Data:
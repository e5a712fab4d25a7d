use super::assertions::Assertion;
use super::clock::MockClock;
use super::steps::ScenarioStep;
use super::workspace::TestWorkspace;
use anyhow::{anyhow, bail, ensure, Context, Result};
use findings_core::{
    FindingPatch, FindingQuery, FindingsStore, GlobalQuery, GlobalStore, NewFinding,
};
use std::collections::{BTreeMap, HashMap};

/// Repository used until a scenario switches with `in_repo`.
pub const DEFAULT_REPO: &str = "service-a";

/// Executes scenarios against real stores in a temp workspace.
pub struct ScenarioRunner {
    workspace: TestWorkspace,
    clock: MockClock,
    stores: BTreeMap<String, FindingsStore>,
    global: Option<GlobalStore>,
    current_repo: String,
    /// alias -> (workspace repo, local id)
    aliases: HashMap<String, (String, String)>,
    /// workspace repo -> name it was synced under
    synced_as: HashMap<String, String>,
    crashed: bool,
    current_step: usize,
}
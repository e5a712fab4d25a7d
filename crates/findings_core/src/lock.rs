//! Advisory write lock shared by every writer of a store directory.

use crate::error::{FindingsError, Result};
use fs2::FileExt;
use std::fs::{File, OpenOptions};
use std::path::{Path, PathBuf};
use tracing::debug;

/// Name of the lock file inside a store directory.
pub const LOCK_FILE_NAME: &str = ".lock";

/// RAII guard for a store's exclusive write lock.
///
/// The lock is released when the guard is dropped. The lock file itself is
/// left in place: unlinking it while another process waits on it would let two
/// writers hold locks on different inodes.
///
/// The lock is advisory. Writers that bypass this crate are not excluded.
pub struct LockGuard {
    file: File,
    path: PathBuf,
}

impl LockGuard {
    /// Blocks until the exclusive lock on `dir/.lock` is held.
    pub fn acquire(dir: &Path) -> Result<Self> {
        let path = dir.join(LOCK_FILE_NAME);
        let file = OpenOptions::new()
            .read(true)
            .write(true)
            .create(true)
            .truncate(false)
            .open(&path)?;

        FileExt::lock_exclusive(&file).map_err(|e| FindingsError::LockFailed {
            path: path.clone(),
            reason: e.to_string(),
        })?;
        debug!(path = %path.display(), "acquired store lock");

        Ok(Self { file, path })
    }

    /// Path of the held lock file.
    pub fn path(&self) -> &Path {
        &self.path
    }
}

impl Drop for LockGuard {
    fn drop(&mut self) {
        // Ignore errors: closing the descriptor releases the lock anyway.
        let _ = FileExt::unlock(&self.file);
    }
}
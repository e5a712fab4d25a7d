//! Commands against the cross-repository global store.

use super::stats::print_counts;
use super::{local_time, parse_opt, print_json, repo_name, severity_label, GlobalArgs};
use anyhow::{Context, Result};
use console::style;
use findings_core::{GlobalFinding, GlobalQuery, RepoInfo, Severity, Status, Visibility};
use indicatif::{ProgressBar, ProgressStyle};

/// Flags accepted by `findings global search`.
#[derive(Debug, Default)]
pub struct GlobalSearchArgs {
    pub text: Option<String>,
    pub source_repo: Option<String>,
    pub status: Option<String>,
    pub severity: Option<String>,
    pub category: Option<String>,
    pub limit: Option<usize>,
}

/// Push every finding of the local store into the global store.
pub fn sync(args: &GlobalArgs, repo_name_override: Option<String>) -> Result<()> {
    let mut store = args.open_store()?;
    let mut global = args.open_global()?;
    let name = repo_name_override.unwrap_or_else(|| repo_name(store.root()));

    let pb = ProgressBar::new(0);
    pb.set_style(
        ProgressStyle::default_bar()
            .template("{spinner:.green} {msg:12} [{bar:40.cyan/blue}] {pos}/{len}")?
            .progress_chars("█▓▒░  "),
    );
    pb.set_message("Syncing");

    let report = global
        .sync_store_with_progress(&mut store, &name, |done, total| {
            pb.set_length(total as u64);
            pb.set_position(done as u64);
        })
        .with_context(|| format!("Failed to sync {} into the global store", name));
    pb.finish_and_clear();
    let report = report?;

    if args.json {
        return print_json(&report);
    }

    println!(
        "{} Synced {} finding(s) from {}",
        style("✓").green(),
        style(report.synced).cyan(),
        style(&name).bold()
    );
    if report.skipped_private > 0 {
        println!(
            "  {} {} finding(s) skipped by privacy tags",
            style("→").dim(),
            report.skipped_private
        );
    }
    Ok(())
}

/// Filtered search across every synced repository.
pub fn search(args: &GlobalArgs, search: GlobalSearchArgs) -> Result<()> {
    let query = GlobalQuery {
        source_repo: search.source_repo,
        status: parse_opt::<Status>(search.status.as_deref())?,
        severity: parse_opt::<Severity>(search.severity.as_deref())?,
        category: search.category,
        search: search.text,
        limit: search.limit,
    };

    let mut global = args.open_global()?;
    let findings = global.query_findings(&query)?;
    if args.json {
        return print_json(&findings);
    }

    if findings.is_empty() {
        println!("{}", style("No global findings.").dim());
        return Ok(());
    }
    for finding in &findings {
        print_global_line(finding);
    }
    println!();
    println!("{}", style(format!("{} finding(s)", findings.len())).dim());
    Ok(())
}

/// Global findings similar to a title and description.
pub fn similar(
    args: &GlobalArgs,
    title: &str,
    description: Option<&str>,
    threshold: Option<f64>,
) -> Result<()> {
    if let Some(t) = threshold {
        if !(0.0..=1.0).contains(&t) {
            anyhow::bail!("--threshold must be between 0 and 1, got {}", t);
        }
    }

    let mut global = args.open_global()?;
    let matches = global.find_similar(title, description.unwrap_or_default(), threshold)?;
    if args.json {
        return print_json(&matches);
    }

    if matches.is_empty() {
        println!("{}", style("No similar findings.").dim());
        return Ok(());
    }
    for m in &matches {
        print!("{}  ", style(format!("{:.2}", m.score)).green());
        print_global_line(&m.finding);
    }
    Ok(())
}

/// Print every field of a global record.
pub fn show(args: &GlobalArgs, global_id: &str) -> Result<()> {
    let mut global = args.open_global()?;
    let Some(g) = global.get_finding(global_id)? else {
        anyhow::bail!("Global finding {} not found", global_id);
    };
    if args.json {
        return print_json(&g);
    }

    println!("{} {}", style(&g.global_id).cyan().bold(), style(&g.title).bold());
    println!();
    println!("  Source:      {} ({})", style(&g.source_repo).bold(), g.id);
    println!("  Path:        {}", g.source_repo_path);
    if let Some(branch) = &g.source_branch {
        println!("  Branch:      {}", branch);
    }
    println!("  Type:        {}", g.finding_type);
    println!("  Severity:    {}", severity_label(g.severity));
    println!("  Status:      {}", g.status);
    println!("  Priority:    P{}", g.priority.level());
    println!("  Category:    {}", g.category);
    println!("  Visibility:  {}", visibility_label(g.visibility));
    if let Some(file) = &g.file_path {
        match g.line_number {
            Some(line) => println!("  Location:    {}:{}", file, line),
            None => println!("  Location:    {}", file),
        }
    }
    if !g.tags.is_empty() {
        println!("  Tags:        {}", g.tags.join(", "));
    }
    if !g.linked_findings.is_empty() {
        println!("  Linked:      {}", g.linked_findings.join(", "));
    }
    println!("  Synced:      {}", local_time(&g.synced_at));

    if !g.description.is_empty() {
        println!();
        for line in g.description.lines() {
            println!("  {}", line);
        }
    }
    Ok(())
}

/// Counts over the whole global store.
pub fn stats(args: &GlobalArgs) -> Result<()> {
    let mut global = args.open_global()?;
    let stats = global.get_statistics()?;
    if args.json {
        return print_json(&stats);
    }

    println!("{}", style("Global Findings Statistics:").bold());
    println!("  Total:         {}", style(stats.total).cyan());
    println!("  Repositories:  {}", style(stats.repositories).cyan());
    print_counts("By repository", &stats.by_repo);
    print_counts("By severity", &stats.by_severity);
    print_counts("By status", &stats.by_status);
    Ok(())
}

/// Link two global findings to each other.
pub fn link(args: &GlobalArgs, a: &str, b: &str) -> Result<()> {
    let mut global = args.open_global()?;
    if !global.link_findings(a, b)? {
        anyhow::bail!("Cannot link {} and {}: both must exist and differ", a, b);
    }

    if args.json {
        return print_json(&serde_json::json!({ "linked": [a, b] }));
    }
    println!(
        "{} Linked {} and {}",
        style("✓").green(),
        style(a).cyan(),
        style(b).cyan()
    );
    Ok(())
}

/// List registered repositories.
pub fn repos_list(args: &GlobalArgs) -> Result<()> {
    let global = args.open_global()?;
    let repos = global.list_repositories()?;
    if args.json {
        return print_json(&repos);
    }

    if repos.is_empty() {
        println!("{}", style("No repositories registered.").dim());
        return Ok(());
    }
    for repo in &repos {
        println!(
            "{:<24} {:>5} finding(s)  {}",
            style(&repo.name).bold(),
            repo.finding_count,
            style(
                repo.last_synced
                    .as_deref()
                    .map(local_time)
                    .unwrap_or_else(|| "never synced".to_string())
            )
            .dim()
        );
    }
    Ok(())
}

pub fn repos_show(args: &GlobalArgs, name: &str) -> Result<()> {
    let global = args.open_global()?;
    let Some(repo) = global.get_repository(name)? else {
        anyhow::bail!("Repository {} is not registered", name);
    };
    if args.json {
        return print_json(&repo);
    }
    print_repo(&repo);
    Ok(())
}

/// Register a repository by hand. Defaults to the `--repo` path.
pub fn repos_add(
    args: &GlobalArgs,
    name: &str,
    path: Option<String>,
    remote_url: Option<String>,
) -> Result<()> {
    let path = match path {
        Some(path) => path,
        None => args
            .repo
            .canonicalize()
            .unwrap_or_else(|_| args.repo.clone())
            .display()
            .to_string(),
    };
    let remote_url = remote_url.or_else(|| findings_core::remote_url(std::path::Path::new(&path)));

    let mut global = args.open_global()?;
    let repo = global
        .register_repository(name, &path, remote_url)
        .with_context(|| format!("Failed to register {}", name))?;
    if args.json {
        return print_json(&repo);
    }
    println!("{} Registered {}", style("✓").green(), style(&repo.name).bold());
    Ok(())
}

pub fn repos_remove(args: &GlobalArgs, name: &str) -> Result<()> {
    let mut global = args.open_global()?;
    if !global.unregister_repository(name)? {
        anyhow::bail!("Repository {} is not registered", name);
    }
    if args.json {
        return print_json(&serde_json::json!({ "removed": name }));
    }
    println!(
        "{} Unregistered {} (synced findings are kept)",
        style("✓").green(),
        style(name).bold()
    );
    Ok(())
}

fn print_repo(repo: &RepoInfo) {
    println!("{}", style(&repo.name).bold());
    println!("  Path:        {}", repo.path);
    if let Some(url) = &repo.remote_url {
        println!("  Remote:      {}", url);
    }
    println!("  Findings:    {}", repo.finding_count);
    println!("  Registered:  {}", local_time(&repo.registered_at));
    match &repo.last_synced {
        Some(at) => println!("  Last sync:   {}", local_time(at)),
        None => println!("  Last sync:   {}", style("never").dim()),
    }
}

fn print_global_line(g: &GlobalFinding) {
    println!(
        "{}  {:<16}  {:<8}  {:<11}  {}",
        style(&g.global_id).cyan(),
        g.source_repo,
        severity_label(g.severity),
        g.status.as_str(),
        g.title
    );
}

fn visibility_label(visibility: Visibility) -> console::StyledObject<&'static str> {
    match visibility {
        Visibility::Global => style("global").green(),
        Visibility::Private => style("private").yellow(),
    }
}
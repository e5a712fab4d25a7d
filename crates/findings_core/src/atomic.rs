//! Crash-safe whole-file replacement.

use crate::error::Result;
use std::fs::{self, File};
use std::io::Write;
use std::path::Path;

/// Replaces `path` with `contents` atomically.
///
/// Uses a uniquely named temp file + fsync + rename, then fsyncs the parent directory on Unix.
/// Readers observe either the old or the new file, never a torn one.
pub fn write_atomic(path: &Path, contents: &[u8]) -> Result<()> {
    if let Some(parent) = path.parent() {
        fs::create_dir_all(parent)?;
    }

    // Unique per writer; lock-free readers also persist rebuilt indexes.
    let mut tmp_name = path.file_name().unwrap_or_default().to_os_string();
    tmp_name.push(format!(".{}.{}.tmp", std::process::id(), uuid::Uuid::new_v4().simple()));
    let tmp_path = path.with_file_name(tmp_name);

    {
        let mut file = File::create(&tmp_path)?;
        file.write_all(contents)?;
        file.sync_all()?;
    }

    fs::rename(&tmp_path, path)?;

    #[cfg(unix)]
    {
        if let Some(parent) = path.parent() {
            if let Ok(dir_file) = File::open(parent) {
                let _ = dir_file.sync_all();
            }
        }
    }

    Ok(())
}

/// Serializes `value` as pretty JSON and writes it atomically.
pub fn write_json_atomic<T: serde::Serialize>(path: &Path, value: &T) -> Result<()> {
    let mut bytes = serde_json::to_vec_pretty(value)?;
    bytes.push(b'\n');
    write_atomic(path, &bytes)
}
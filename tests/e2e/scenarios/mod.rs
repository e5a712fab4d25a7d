mod crash_recovery;
mod global_sync;
mod lifecycle;
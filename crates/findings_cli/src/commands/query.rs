//! Listing commands: open, ready, blocked and search.

use super::{parse_opt, print_finding_list, GlobalArgs};
use anyhow::Result;
use findings_core::{FindingQuery, FindingType, Severity, Status};

/// Flags accepted by `findings search`.
#[derive(Debug, Default)]
pub struct SearchArgs {
    pub text: Option<String>,
    pub status: Option<String>,
    pub finding_type: Option<String>,
    pub severity: Option<String>,
    pub category: Option<String>,
    pub branch: Option<String>,
    pub tag: Option<String>,
    pub limit: Option<usize>,
}

/// List open findings, newest first.
pub fn open(args: &GlobalArgs) -> Result<()> {
    let mut store = args.open_store()?;
    let findings = store.query_findings(&FindingQuery::with_status(Status::Open))?;
    print_finding_list(&findings, args.json)
}

/// List open findings that nothing blocks.
pub fn ready(args: &GlobalArgs) -> Result<()> {
    let mut store = args.open_store()?;
    let findings = store.get_ready_findings()?;
    print_finding_list(&findings, args.json)
}

/// List open findings waiting on others.
pub fn blocked(args: &GlobalArgs) -> Result<()> {
    let mut store = args.open_store()?;
    let findings = store.get_blocked_findings()?;
    print_finding_list(&findings, args.json)
}

/// Filtered search over every finding.
pub fn search(args: &GlobalArgs, search: SearchArgs) -> Result<()> {
    let query = FindingQuery {
        status: parse_opt::<Status>(search.status.as_deref())?,
        finding_type: parse_opt::<FindingType>(search.finding_type.as_deref())?,
        severity: parse_opt::<Severity>(search.severity.as_deref())?,
        category: search.category,
        branch: search.branch,
        tag: search.tag,
        search: search.text,
        limit: search.limit,
    };

    let mut store = args.open_store()?;
    let findings = store.query_findings(&query)?;
    print_finding_list(&findings, args.json)
}
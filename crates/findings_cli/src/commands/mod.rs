//! CLI commands.

pub mod capture;
pub mod global;
pub mod maintenance;
pub mod query;
pub mod show;
pub mod stats;
pub mod update;

use anyhow::{Context, Result};
use chrono::{DateTime, Local};
use console::style;
use findings_core::{default_global_dir, Finding, FindingsStore, GlobalStore, Priority};
use serde::Serialize;
use std::path::{Path, PathBuf};
use std::str::FromStr;

/// Options shared by every command.
#[derive(Debug, Clone)]
pub struct GlobalArgs {
    /// Repository root holding `.findings/`.
    pub repo: PathBuf,
    /// Global store directory, if overridden.
    pub global_dir: Option<PathBuf>,
    /// Emit JSON instead of styled text.
    pub json: bool,
}

impl GlobalArgs {
    pub fn open_store(&self) -> Result<FindingsStore> {
        FindingsStore::open(&self.repo).with_context(|| {
            format!("Failed to open findings store in {}", self.repo.display())
        })
    }

    pub fn global_dir(&self) -> Result<PathBuf> {
        match &self.global_dir {
            Some(dir) => Ok(dir.clone()),
            None => Ok(default_global_dir()?),
        }
    }

    pub fn open_global(&self) -> Result<GlobalStore> {
        let dir = self.global_dir()?;
        GlobalStore::open(&dir)
            .with_context(|| format!("Failed to open global store in {}", dir.display()))
    }
}

/// Name a repository is synced under: its directory name.
pub fn repo_name(root: &Path) -> String {
    let resolved = root.canonicalize().unwrap_or_else(|_| root.to_path_buf());
    resolved
        .file_name()
        .map(|name| name.to_string_lossy().into_owned())
        .unwrap_or_else(|| "repo".to_string())
}

/// Parses an optional closed-enumeration flag.
pub fn parse_opt<T>(value: Option<&str>) -> Result<Option<T>>
where
    T: FromStr<Err = findings_core::FindingsError>,
{
    value.map(|v| v.parse::<T>().map_err(Into::into)).transpose()
}

pub fn parse_priority(level: Option<u8>) -> Result<Option<Priority>> {
    Ok(level.map(Priority::from_level).transpose()?)
}

/// Rejects a `--confidence` outside `0.0..=1.0`; NaN fails too.
pub fn parse_confidence(confidence: Option<f64>) -> Result<Option<f64>> {
    match confidence {
        Some(c) if !(0.0..=1.0).contains(&c) => {
            anyhow::bail!("--confidence must be between 0 and 1, got {}", c)
        }
        other => Ok(other),
    }
}

pub fn print_json<T: Serialize + ?Sized>(value: &T) -> Result<()> {
    let json = serde_json::to_string_pretty(value).context("Failed to serialize to JSON")?;
    println!("{}", json);
    Ok(())
}

/// Renders a stored timestamp in local time, or verbatim if it does not parse.
pub fn local_time(timestamp: &str) -> String {
    DateTime::parse_from_rfc3339(timestamp)
        .map(|at| at.with_timezone(&Local).format("%Y-%m-%d %H:%M").to_string())
        .unwrap_or_else(|_| timestamp.to_string())
}

pub fn severity_label(severity: findings_core::Severity) -> console::StyledObject<&'static str> {
    use findings_core::Severity;
    let label = severity.as_str();
    match severity {
        Severity::Critical => style(label).red().bold(),
        Severity::High => style(label).red(),
        Severity::Medium => style(label).yellow(),
        Severity::Low => style(label).cyan(),
        Severity::Info => style(label).dim(),
    }
}

/// One line per finding: id, severity, status, title.
pub fn print_finding_list(findings: &[Finding], json: bool) -> Result<()> {
    if json {
        return print_json(findings);
    }

    if findings.is_empty() {
        println!("{}", style("No findings.").dim());
        return Ok(());
    }

    for finding in findings {
        println!(
            "{}  {:<8}  {:<11}  P{}  {}",
            style(&finding.id).cyan(),
            severity_label(finding.severity),
            finding.status.as_str(),
            finding.priority.level(),
            finding.title
        );
    }
    println!();
    println!("{}", style(format!("{} finding(s)", findings.len())).dim());
    Ok(())
}
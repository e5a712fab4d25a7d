//! Error types for findings_core operations.

use std::path::PathBuf;
use thiserror::Error;

/// Core error type for findings_core operations.
#[derive(Error, Debug)]
pub enum FindingsError {
    /// I/O error during file operations.
    ///
    /// A failed log append surfaces here and is always fatal to the caller.
    #[error("I/O error: {0}")]
    Io(#[from] std::io::Error),

    /// A record could not be serialized or a whole-file document could not be parsed.
    #[error("serialization error: {0}")]
    Serialization(String),

    /// Configuration error (loading, parsing, invalid values, limits).
    #[error("configuration error: {0}")]
    ConfigError(String),

    /// A value outside a closed enumeration was supplied.
    #[error("invalid {field} '{value}' (expected one of: {expected})")]
    InvalidValue {
        /// Name of the field being parsed
        field: &'static str,
        /// The rejected input
        value: String,
        /// Comma-separated accepted values
        expected: String,
    },

    /// The user's home directory could not be determined.
    #[error("could not determine home directory for the global findings store")]
    HomeDirNotFound,

    /// The advisory store lock could not be acquired.
    #[error("failed to lock {}: {}", path.display(), reason)]
    LockFailed {
        /// Path of the lock file
        path: PathBuf,
        /// Underlying failure
        reason: String,
    },

    /// A record or repository with the given key does not exist.
    #[error("not found: {0}")]
    NotFound(String),
}

impl FindingsError {
    /// Returns a user-friendly recovery suggestion for the error, if available.
    pub fn recovery_suggestion(&self) -> Option<&'static str> {
        match self {
            Self::Io(_) => Some("Check disk space and permissions on the .findings directory."),
            Self::Serialization(_) => {
                Some("Run 'findings verify' to locate damaged records, then 'findings rebuild'.")
            }
            Self::ConfigError(_) => {
                Some("Fix or delete config.json in the global findings directory to restore defaults.")
            }
            Self::InvalidValue { .. } => Some("Run with --help to list the accepted values."),
            Self::HomeDirNotFound => {
                Some("Pass --global-dir or set FINDINGS_GLOBAL_DIR to choose a location.")
            }
            Self::LockFailed { .. } => {
                Some("Another findings process may be stuck; the lock is released when it exits.")
            }
            Self::NotFound(_) => Some("List known ids with 'findings search' or 'findings global search'."),
        }
    }
}

impl From<serde_json::Error> for FindingsError {
    fn from(err: serde_json::Error) -> Self {
        Self::Serialization(err.to_string())
    }
}

/// Convenience Result type for findings_core operations.
pub type Result<T> = std::result::Result<T, FindingsError>;
//! Token-set Jaccard similarity used to spot duplicate findings across repositories.

use std::collections::HashSet;

/// Splits text into lowercase alphanumeric words longer than two characters.
pub fn tokenize(text: &str) -> HashSet<String> {
    text.split(|c: char| !c.is_alphanumeric())
        .filter(|word| word.chars().count() > 2)
        .map(str::to_lowercase)
        .collect()
}

/// `|a ∩ b| / |a ∪ b|`, or 0.0 when both sets are empty.
pub fn jaccard(a: &HashSet<String>, b: &HashSet<String>) -> f64 {
    let union = a.union(b).count();
    if union == 0 {
        return 0.0;
    }
    let intersection = a.intersection(b).count();
    intersection as f64 / union as f64
}

/// Jaccard similarity of two free-text inputs.
pub fn text_similarity(a: &str, b: &str) -> f64 {
    jaccard(&tokenize(a), &tokenize(b))
}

Required action:
Copy out each line of the records above that includes "format".

Finished task:
        .with_context(|| format!("Failed to sync {} into the global store", name));
    println!("{}", style(format!("{} finding(s)", findings.len())).dim());
        print!("{}  ", style(format!("{:.2}", m.score)).green());
        .with_context(|| format!("Failed to register {}", name))?;
    tmp_name.push(format!(".{}.{}.tmp", std::process::id(), uuid::Uuid::new_v4().simple()));
            format!("Failed to open findings store in {}", self.repo.display())
            .with_context(|| format!("Failed to open global store in {}", dir.display()))
        .map(|at| at.with_timezone(&Local).format("%Y-%m-%d %H:%M").to_string())
    println!("{}", style(format!("{} finding(s)", findings.len())).dim());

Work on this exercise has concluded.